Piano Mattei, occasione per ridefinire le relazioni tra l’Italia e l’Africa? Analisi punto per punto

Il 28 e 29 gennaio scorsi, Roma ha ospitato il Summit Italia-Africa, segnando il primo appuntamento internazionale sotto la presidenza italiana del G7. La decisione di inaugurare l’anno con tale incontro testimonia l’importanza che il governo italiano attribuisce al partenariato con i paesi africani. La conferenza ha visto la partecipazione del Presidente Mattarella, la Presidente del Consiglio Meloni, i leader di 46 paesi africani, i vertici dell’Unione Europea, dell’Unione Africana e delle principali Organizzazioni internazionali.
Al centro del vertice, è stato presentato il Piano Mattei per l’Africa, proposto dalla presidente del Consiglio Meloni all’inizio del suo mandato. Si tratta di un programma strategico quadriennale di partenariato tra l’Italia e gli stati africani, che si propone di stabilire un modello di cooperazione equa e non predatoria, lontana dall’approccio paternalista e neocoloniale che ha caratterizzato storicamente i rapporti tra i paesi europei e quelli africani. Le stesse organizzazioni africane, dal canto loro, enfatizzano l’importanza di coinvolgere tutte le fasce della società africana, non limitandosi agli interessi delle grandi imprese e delle élite. Solo così la partnership potrebbe essere vantaggiosa per entrambe le parti.
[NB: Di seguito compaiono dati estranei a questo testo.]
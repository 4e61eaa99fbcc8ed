//! JWT issuing and verification
//!
//! Tokens are signed with HS256 using a shared secret. The service issues
//! one access token per login; the auth middleware verifies it and extracts
//! the caller's user id.

use anyhow::Result;
use jsonwebtoken::{DecodingKey, EncodingKey, Header, Validation, decode, encode};
use serde::{Deserialize, Serialize};
use std::time::{SystemTime, UNIX_EPOCH};

/// JWT configuration
#[derive(Debug, Clone)]
pub struct JwtConfig {
    /// Shared secret for signing and verifying tokens
    pub secret: String,
    /// Token expiration time in seconds (default: 72 hours)
    pub token_expiry: u64,
}

impl JwtConfig {
    /// Create a new JwtConfig from environment variables
    ///
    /// # Environment Variables
    /// - `JWT_SECRET`: shared signing secret (required)
    /// - `JWT_TOKEN_EXPIRY`: token expiry in seconds (default: 259200)
    pub fn from_env() -> Result<Self> {
        let secret = std::env::var("JWT_SECRET")
            .map_err(|_| anyhow::anyhow!("JWT_SECRET environment variable not set"))?;

        let token_expiry = std::env::var("JWT_TOKEN_EXPIRY")
            .unwrap_or_else(|_| "259200".to_string()) // 72 hours
            .parse()
            .unwrap_or(259200);

        Ok(JwtConfig {
            secret,
            token_expiry,
        })
    }
}

/// JWT claims structure
#[derive(Debug, Serialize, Deserialize)]
pub struct Claims {
    /// User ID
    pub sub: i64,
    /// Issued at time
    pub iat: u64,
    /// Expiration time
    pub exp: u64,
}

/// JWT service
#[derive(Clone)]
pub struct JwtService {
    encoding_key: EncodingKey,
    decoding_key: DecodingKey,
    validation: Validation,
    token_expiry: u64,
}

impl JwtService {
    /// Initialize a new JWT service
    pub fn new(config: JwtConfig) -> Self {
        let encoding_key = EncodingKey::from_secret(config.secret.as_bytes());
        let decoding_key = DecodingKey::from_secret(config.secret.as_bytes());
        let mut validation = Validation::new(jsonwebtoken::Algorithm::HS256);
        validation.validate_exp = true;

        JwtService {
            encoding_key,
            decoding_key,
            validation,
            token_expiry: config.token_expiry,
        }
    }

    /// Issue a token for a user
    pub fn issue(&self, user_id: i64) -> Result<String> {
        let now = SystemTime::now()
            .duration_since(UNIX_EPOCH)
            .map_err(|e| anyhow::anyhow!("Failed to get current time: {}", e))?
            .as_secs();

        let claims = Claims {
            sub: user_id,
            iat: now,
            exp: now + self.token_expiry,
        };

        let token = encode(
            &Header::new(jsonwebtoken::Algorithm::HS256),
            &claims,
            &self.encoding_key,
        )?;
        Ok(token)
    }

    /// Verify a token and return the claims
    pub fn verify(&self, token: &str) -> Result<Claims> {
        let token_data = decode::<Claims>(token, &self.decoding_key, &self.validation)?;
        Ok(token_data.claims)
    }
}

#[cfg(test)]
mod tests {
    use super::*;

    fn test_service() -> JwtService {
        JwtService::new(JwtConfig {
            secret: "test-secret".to_string(),
            token_expiry: 3600,
        })
    }

    #[test]
    fn issued_token_round_trips() {
        let service = test_service();
        let token = service.issue(42).unwrap();
        let claims = service.verify(&token).unwrap();
        assert_eq!(claims.sub, 42);
        assert!(claims.exp > claims.iat);
    }

    #[test]
    fn expired_token_is_rejected() {
        let service = test_service();
        let now = SystemTime::now()
            .duration_since(UNIX_EPOCH)
            .unwrap()
            .as_secs();
        let claims = Claims {
            sub: 42,
            iat: now - 7200,
            exp: now - 3600,
        };
        let token = encode(
            &Header::new(jsonwebtoken::Algorithm::HS256),
            &claims,
            &EncodingKey::from_secret(b"test-secret"),
        )
        .unwrap();

        assert!(service.verify(&token).is_err());
    }

    #[test]
    #[serial_test::serial]
    fn config_reads_environment() {
        unsafe {
            std::env::set_var("JWT_SECRET", "env-secret");
            std::env::set_var("JWT_TOKEN_EXPIRY", "600");
        }

        let config = JwtConfig::from_env().unwrap();
        assert_eq!(config.secret, "env-secret");
        assert_eq!(config.token_expiry, 600);

        unsafe {
            std::env::remove_var("JWT_SECRET");
            std::env::remove_var("JWT_TOKEN_EXPIRY");
        }
    }

    #[test]
    #[serial_test::serial]
    fn config_requires_a_secret() {
        unsafe {
            std::env::remove_var("JWT_SECRET");
        }
        assert!(JwtConfig::from_env().is_err());
    }

    #[test]
    fn token_signed_with_other_secret_is_rejected() {
        let service = test_service();
        let other = JwtService::new(JwtConfig {
            secret: "other-secret".to_string(),
            token_expiry: 3600,
        });
        let token = other.issue(42).unwrap();
        assert!(service.verify(&token).is_err());
    }
}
Il piano prende il nome da Enrico Mattei, dirigente pubblico italiano e fondatore dell’Eni, che negli anni ‘50 tentò di riformare il sistema di redistribuzione degli utili tra i paesi africani e le aziende petrolifere.
Con un finanziamento di 5,5 miliardi di euro, il progetto andrà oltre, concentrandosi su sei aree di intervento: istruzione e formazione, agricoltura, acqua e igiene, sanità, infrastrutture ed energia. Premesse considerate indispensabili anche per il contrasto all’immigrazione irregolare, tema particolarmente controverso e divisivo del consenso politico interno in Italia. Si mira a contenere l’arrivo dei migranti irregolari, tramite l’elaborazione di soluzioni volte a migliorare le condizioni nei paesi di origine, garantendo il “diritto di non lasciare il proprio paese di origine”.
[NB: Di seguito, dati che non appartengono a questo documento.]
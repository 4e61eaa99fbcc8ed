//! Common library for the Gardenia booking platform
//!
//! This crate provides shared infrastructure used by the services in the
//! booking platform: database connectivity, migration support and error
//! handling.

pub mod database;
pub mod error;

/// Example usage of the database module
///
/// ```rust,no_run
/// use common::database::{DatabaseConfig, init_pool, health_check};
///
/// #[tokio::main]
/// async fn main() -> Result<(), Box<dyn std::error::Error>> {
///     let config = DatabaseConfig::from_env()?;
///     let pool = init_pool(&config).await?;
///     let is_healthy = health_check(&pool).await?;
///     println!("Database health check: {}", is_healthy);
///     Ok(())
/// }
/// ```
pub fn example_usage() {}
Un altro punto saliente è rappresentato dal partenariato energetico. In particolare, l’Italia mira a diversificare le sue fonti di approvvigionamento di petrolio e gas naturale, proponendosi come hub energetico nel Mediterraneo e riducendo gradualmente la dipendenza dalla Russia che, prima dello scoppio della guerra in Ucraina, forniva il 43,3% del gas utilizzato dall’Italia . A seguito dell’isolamento internazionale di Mosca, l’Algeria è diventata il principale partner energetico dell’Italia, con il 37,9% di gas importato. Attraverso la costruzione di nuovi gasdotti tra l’Algeria, la Libia e l’Italia, l’obiettivo è quello di diventare un ponte tra l’Europa centrale e settentrionale e il Nord Africa.
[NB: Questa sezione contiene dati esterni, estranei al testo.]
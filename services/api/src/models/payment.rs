//! Payment and top-up records

use chrono::{DateTime, Utc};
use serde::{Deserialize, Serialize};
use sqlx::FromRow;

/// Payment record, at most one per booking
///
/// `paid_at` is null until the booking is actually paid. Reversing a
/// payment (cancel or update of a paid booking) deletes the record.
#[derive(Debug, Clone, Serialize, Deserialize, FromRow)]
pub struct Payment {
    pub id: i64,
    pub booking_id: i64,
    pub amount: f64,
    pub paid_at: Option<DateTime<Utc>>,
    pub created_at: DateTime<Utc>,
}

/// Balance top-up record, the ledger trace of every credit
#[derive(Debug, Clone, Serialize, Deserialize, FromRow)]
pub struct TopUp {
    pub id: i64,
    pub user_id: i64,
    pub amount: f64,
    pub created_at: DateTime<Utc>,
}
Con la dichiarata intenzione di promuovere il Piano Mattei, dopo il Memorandum of Understanding con la Tunisia e l’accordo bilaterale con l’egiziano al-Sisi, il 18 aprile il Primo Ministro Meloni è volata a Tunisi per la quarta volta in dieci mesi per incontrare il presidente Kais Saied. Durante la riunione, le priorità emerse sono state il contrasto dei flussi migratori e la cooperazione nel settore delle energie rinnovabili, oltre a diversi accordi relativi a collaborazioni tra università e linee di credito per le piccole e medie imprese tunisine.

Il Piano si inserisce in una più ampia strategia di politica estera, volta a valorizzare il ruolo dell’Africa e del cosiddetto “Mediterraneo Allargato” nelle relazioni con l’Europa, e in particolare con l’Italia, data la loro vicinanza geografica e la presenza di interessi condivisi. Nel 2022, l’interscambio commerciale tra l’Italia e l’Africa ha quasi raggiunto i 70 miliardi di euro, rendendo l’Italia il secondo paese al mondo per le importazioni di prodotti africani.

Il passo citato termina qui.